Saved entries:

//! # Field Codecs
//!
//! Bit-level primitives shared by every accessor: word extract/insert,
//! the wrapping number-to-integer conversion, and an IEEE-754 binary16
//! codec.
//!
//! All functions are total. Nothing here panics or allocates.

/// `2^32` as a float, the modulus of integer wrapping.
const TWO_POW_32: f64 = 4_294_967_296.0;

/// Mask covering the low `width` bits (`width` in `1..=32`).
#[inline]
#[must_use]
pub const fn low_mask(width: u32) -> u32 {
    if width >= 32 {
        u32::MAX
    } else {
        (1u32 << width) - 1
    }
}

/// Reads `width` bits starting at `bit` from `word`.
#[inline]
#[must_use]
pub const fn extract(word: u32, bit: u32, width: u32) -> u32 {
    (word >> bit) & low_mask(width)
}

/// Writes the low `width` bits of `value` at `bit`, leaving other bits intact.
#[inline]
#[must_use]
pub const fn insert(word: u32, bit: u32, width: u32, value: u32) -> u32 {
    let mask = low_mask(width) << bit;
    (word & !mask) | ((value << bit) & mask)
}

/// Sign-extends the low `width` bits of `raw`.
#[inline]
#[must_use]
pub const fn sign_extend(raw: u32, width: u32) -> i32 {
    let shift = 32 - width;
    ((raw << shift) as i32) >> shift
}

/// Converts a number to its 32-bit two's-complement bit pattern.
///
/// Truncates toward zero, then wraps modulo `2^32`. NaN and infinities map
/// to zero.
#[inline]
#[must_use]
pub fn wrap_to_u32(value: f64) -> u32 {
    if !value.is_finite() {
        return 0;
    }
    value.trunc().rem_euclid(TWO_POW_32) as u32
}

// ============================================================================
// BINARY16
// ============================================================================

/// Smallest positive binary16 subnormal, `2^-24`.
pub const F16_MIN_SUBNORMAL: f64 = 5.960_464_477_539_062_5e-8;

/// Smallest positive binary16 normal, `2^-14`.
const F16_MIN_NORMAL: f64 = 6.103_515_625e-5;

/// Magnitudes at or above this round to infinity.
pub const F16_OVERFLOW: f64 = 65_520.0;

const F16_SIGN: u16 = 0x8000;
const F16_INFINITY: u16 = 0x7c00;
const F16_QUIET_NAN: u16 = 0x7e00;

/// Rounds half to even.
#[inline]
fn round_ties_even(value: f64) -> f64 {
    let rounded = value.round();
    if (value - value.trunc()).abs() == 0.5 && rounded % 2.0 != 0.0 {
        rounded - value.signum()
    } else {
        rounded
    }
}

/// Encodes a number as binary16 bits.
///
/// Round-to-nearest-even for in-range values, `+-Infinity` at and above
/// [`F16_OVERFLOW`], signed zero below [`F16_MIN_SUBNORMAL`].
#[must_use]
pub fn f16_from_f64(value: f64) -> u16 {
    if value.is_nan() {
        return F16_QUIET_NAN;
    }
    let sign = if value.is_sign_negative() { F16_SIGN } else { 0 };
    let magnitude = value.abs();

    if magnitude >= F16_OVERFLOW {
        return sign | F16_INFINITY;
    }
    if magnitude < F16_MIN_SUBNORMAL {
        return sign;
    }
    if magnitude < F16_MIN_NORMAL {
        // Subnormal: value = mantissa * 2^-24. A mantissa of 1024 rolls over
        // into the smallest normal, which is the correct encoding.
        let mantissa = round_ties_even(magnitude / F16_MIN_SUBNORMAL) as u16;
        return sign | mantissa;
    }

    // Normal f64 here, so the biased exponent is exact.
    let mut exponent = ((magnitude.to_bits() >> 52) & 0x7ff) as i32 - 1023;
    let fraction = magnitude / 2f64.powi(exponent) - 1.0;
    let mut mantissa = round_ties_even(fraction * 1024.0) as u16;
    if mantissa == 1024 {
        mantissa = 0;
        exponent += 1;
    }
    if exponent > 15 {
        return sign | F16_INFINITY;
    }
    sign | (((exponent + 15) as u16) << 10) | mantissa
}

/// Decodes binary16 bits.
#[must_use]
pub fn f16_to_f64(bits: u16) -> f64 {
    let sign = if bits & F16_SIGN != 0 { -1.0 } else { 1.0 };
    let exponent = i32::from((bits >> 10) & 0x1f);
    let mantissa = f64::from(bits & 0x03ff);

    match exponent {
        0 => sign * mantissa * F16_MIN_SUBNORMAL,
        0x1f if mantissa == 0.0 => sign * f64::INFINITY,
        0x1f => f64::NAN,
        _ => sign * (1.0 + mantissa / 1024.0) * 2f64.powi(exponent - 15),
    }
}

- **WORK REQUIRED**:
Each entry, exactly as written, should be set down once more.

- **WRITTEN REPLY**:
//! # Field Codecs
//!
//! Bit-level primitives shared by every accessor: word extract/insert,
//! the wrapping number-to-integer conversion, and an IEEE-754 binary16
//! codec.
//!
//! All functions are total. Nothing here panics or allocates.

/// `2^32` as a float, the modulus of integer wrapping.
const TWO_POW_32: f64 = 4_294_967_296.0;

/// Mask covering the low `width` bits (`width` in `1..=32`).
#[inline]
#[must_use]
pub const fn low_mask(width: u32) -> u32 {
    if width >= 32 {
        u32::MAX
    } else {
        (1u32 << width) - 1
    }
}

/// Reads `width` bits starting at `bit` from `word`.
#[inline]
#[must_use]
pub const fn extract(word: u32, bit: u32, width: u32) -> u32 {
    (word >> bit) & low_mask(width)
}

/// Writes the low `width` bits of `value` at `bit`, leaving other bits intact.
#[inline]
#[must_use]
pub const fn insert(word: u32, bit: u32, width: u32, value: u32) -> u32 {
    let mask = low_mask(width) << bit;
    (word & !mask) | ((value << bit) & mask)
}

/// Sign-extends the low `width` bits of `raw`.
#[inline]
#[must_use]
pub const fn sign_extend(raw: u32, width: u32) -> i32 {
    let shift = 32 - width;
    ((raw << shift) as i32) >> shift
}

/// Converts a number to its 32-bit two's-complement bit pattern.
///
/// Truncates toward zero, then wraps modulo `2^32`. NaN and infinities map
/// to zero.
#[inline]
#[must_use]
pub fn wrap_to_u32(value: f64) -> u32 {
    if !value.is_finite() {
        return 0;
    }
    value.trunc().rem_euclid(TWO_POW_32) as u32
}

// ============================================================================
// BINARY16
// ============================================================================

/// Smallest positive binary16 subnormal, `2^-24`.
pub const F16_MIN_SUBNORMAL: f64 = 5.960_464_477_539_062_5e-8;

/// Smallest positive binary16 normal, `2^-14`.
const F16_MIN_NORMAL: f64 = 6.103_515_625e-5;

/// Magnitudes at or above this round to infinity.
pub const F16_OVERFLOW: f64 = 65_520.0;

const F16_SIGN: u16 = 0x8000;
const F16_INFINITY: u16 = 0x7c00;
const F16_QUIET_NAN: u16 = 0x7e00;

/// Rounds half to even.
#[inline]
fn round_ties_even(value: f64) -> f64 {
    let rounded = value.round();
    if (value - value.trunc()).abs() == 0.5 && rounded % 2.0 != 0.0 {
        rounded - value.signum()
    } else {
        rounded
    }
}

/// Encodes a number as binary16 bits.
///
/// Round-to-nearest-even for in-range values, `+-Infinity` at and above
/// [`F16_OVERFLOW`], signed zero below [`F16_MIN_SUBNORMAL`].
#[must_use]
pub fn f16_from_f64(value: f64) -> u16 {
    if value.is_nan() {
        return F16_QUIET_NAN;
    }
    let sign = if value.is_sign_negative() { F16_SIGN } else { 0 };
    let magnitude = value.abs();

    if magnitude >= F16_OVERFLOW {
        return sign | F16_INFINITY;
    }
    if magnitude < F16_MIN_SUBNORMAL {
        return sign;
    }
    if magnitude < F16_MIN_NORMAL {
        // Subnormal: value = mantissa * 2^-24. A mantissa of 1024 rolls over
        // into the smallest normal, which is the correct encoding.
        let mantissa = round_ties_even(magnitude / F16_MIN_SUBNORMAL) as u16;
        return sign | mantissa;
    }

    // Normal f64 here, so the biased exponent is exact.
    let mut exponent = ((magnitude.to_bits() >> 52) & 0x7ff) as i32 - 1023;
    let fraction = magnitude / 2f64.powi(exponent) - 1.0;
    let mut mantissa = round_ties_even(fraction * 1024.0) as u16;
    if mantissa == 1024 {
        mantissa = 0;
        exponent += 1;
    }
    if exponent > 15 {
        return sign | F16_INFINITY;
    }
    sign | (((exponent + 15) as u16) << 10) | mantissa
}

/// Decodes binary16 bits.
#[must_use]
pub fn f16_to_f64(bits: u16) -> f64 {
    let sign = if bits & F16_SIGN != 0 { -1.0 } else { 1.0 };
    let exponent = i32::from((bits >> 10) & 0x1f);
    let mantissa = f64::from(bits & 0x03ff);

    match exponent {
        0 => sign * mantissa * F16_MIN_SUBNORMAL,
        0x1f if mantissa == 0.0 => sign * f64::INFINITY,
        0x1f => f64::NAN,
        _ => sign * (1.0 + mantissa / 1024.0) * 2f64.powi(exponent - 15),
    }
}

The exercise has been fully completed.